Polymyalgia rheumatica (PMR) is a relatively common chronic inflammatory condition affecting older adults that is characterized by proximal myalgia and morning stiffness of the neck, shoulders, and hip girdle. Among rheumatic conditions in adults, the lifetime risk of this disease is second only to rheumatoid arthritis. PMR is significant for its association with giant cell arteritis (GCA), which approximately 10% of PMR patients will develop. Similarly, up to 50% of patients diagnosed with GCA have manifestations of PMR. Although the etiology of both is unclear, many believe that the 2 entities share a common pathophysiology. People of European descent are at greatest risk, while those of Asian, Latino, and African American heritage are the least susceptible.
The onset of symptoms can be abrupt.

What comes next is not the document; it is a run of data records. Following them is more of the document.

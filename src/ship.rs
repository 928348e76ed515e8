//! Runtime ship entity: a validated placement plus accumulated damage.

use core::fmt;

use serde::{Deserialize, Serialize};
use uuid::Uuid;

use crate::config::ShipKind;
use crate::game::PlayerId;
use crate::geometry::{cells_of, Coordinate, Orientation, ShipPlacement};

/// Identifier of a ship within a game.
#[derive(Debug, Clone, Copy, PartialEq, Eq, Hash, PartialOrd, Ord, Serialize, Deserialize)]
#[serde(transparent)]
pub struct ShipId(pub Uuid);

impl ShipId {
    pub fn new() -> Self {
        Self(Uuid::new_v4())
    }
}

impl Default for ShipId {
    fn default() -> Self {
        Self::new()
    }
}

impl fmt::Display for ShipId {
    fn fmt(&self, f: &mut fmt::Formatter<'_>) -> fmt::Result {
        self.0.fmt(f)
    }
}

/// A ship placed in a game, with hits tracked as a count.
#[derive(Clone, PartialEq, Eq, Serialize, Deserialize)]
pub struct Ship {
    id: ShipId,
    owner: PlayerId,
    placement: ShipPlacement,
    length: usize,
    hits: usize,
}

impl Ship {
    /// Build a ship from an already validated placement.
    pub fn new(owner: PlayerId, placement: ShipPlacement, length: usize) -> Self {
        Self {
            id: ShipId::new(),
            owner,
            placement,
            length,
            hits: 0,
        }
    }

    pub fn id(&self) -> ShipId {
        self.id
    }

    pub fn owner(&self) -> PlayerId {
        self.owner
    }

    pub fn kind(&self) -> ShipKind {
        self.placement.kind
    }

    pub fn placement(&self) -> ShipPlacement {
        self.placement
    }

    pub fn length(&self) -> usize {
        self.length
    }

    pub fn hits(&self) -> usize {
        self.hits
    }

    /// Cells this ship covers, anchor first.
    pub fn cells(&self) -> Vec<Coordinate> {
        cells_of(&self.placement, self.length)
    }

    /// `true` if `cell` is one of this ship's cells.
    pub fn contains(&self, cell: Coordinate) -> bool {
        let anchor = self.placement.anchor;
        let delta = |a: i32, b: i32| i64::from(a) - i64::from(b);
        let (along, across) = match self.placement.orientation {
            Orientation::Horizontal => (delta(cell.x, anchor.x), delta(cell.y, anchor.y)),
            Orientation::Vertical => (delta(cell.y, anchor.y), delta(cell.x, anchor.x)),
        };
        across == 0 && usize::try_from(along).is_ok_and(|along| along < self.length)
    }

    /// Record one more hit. Hits stop counting once the ship is sunk.
    pub(crate) fn register_hit(&mut self) {
        if self.hits < self.length {
            self.hits += 1;
        }
    }

    pub fn is_sunk(&self) -> bool {
        self.hits >= self.length
    }
}

impl fmt::Debug for Ship {
    fn fmt(&self, f: &mut fmt::Formatter<'_>) -> fmt::Result {
        write!(
            f,
            "Ship {{ kind: {}, anchor: {}, orientation: {:?}, hits: {}/{} }}",
            self.placement.kind,
            self.placement.anchor,
            self.placement.orientation,
            self.hits,
            self.length,
        )
    }
}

They are most noticeable upon arising from bed in the morning; in fact, the absence of morning stiffness helps to exclude the diagnosis. Associated synovitis can limit range of motion in affected joints: the classic finding in a patient with PMR is the inability to raise the arms above 90°. ESR and CRP are often elevated. Patients with PMR should be asked about symptoms typical of GCA. Temporal artery biopsy is not indicated in patients without signs and symptoms of GCA, as it rarely yields positive results.
Prednisone typically brings dramatic relief in 2–3 days, with complete recovery often occurring within 3 weeks. Patients without relapses can usually be tapered off by 1 year. If patients need longer-term treatment, methotrexate may be helpful in reducing the steroid requirement. Other biologics have not shown consistent results.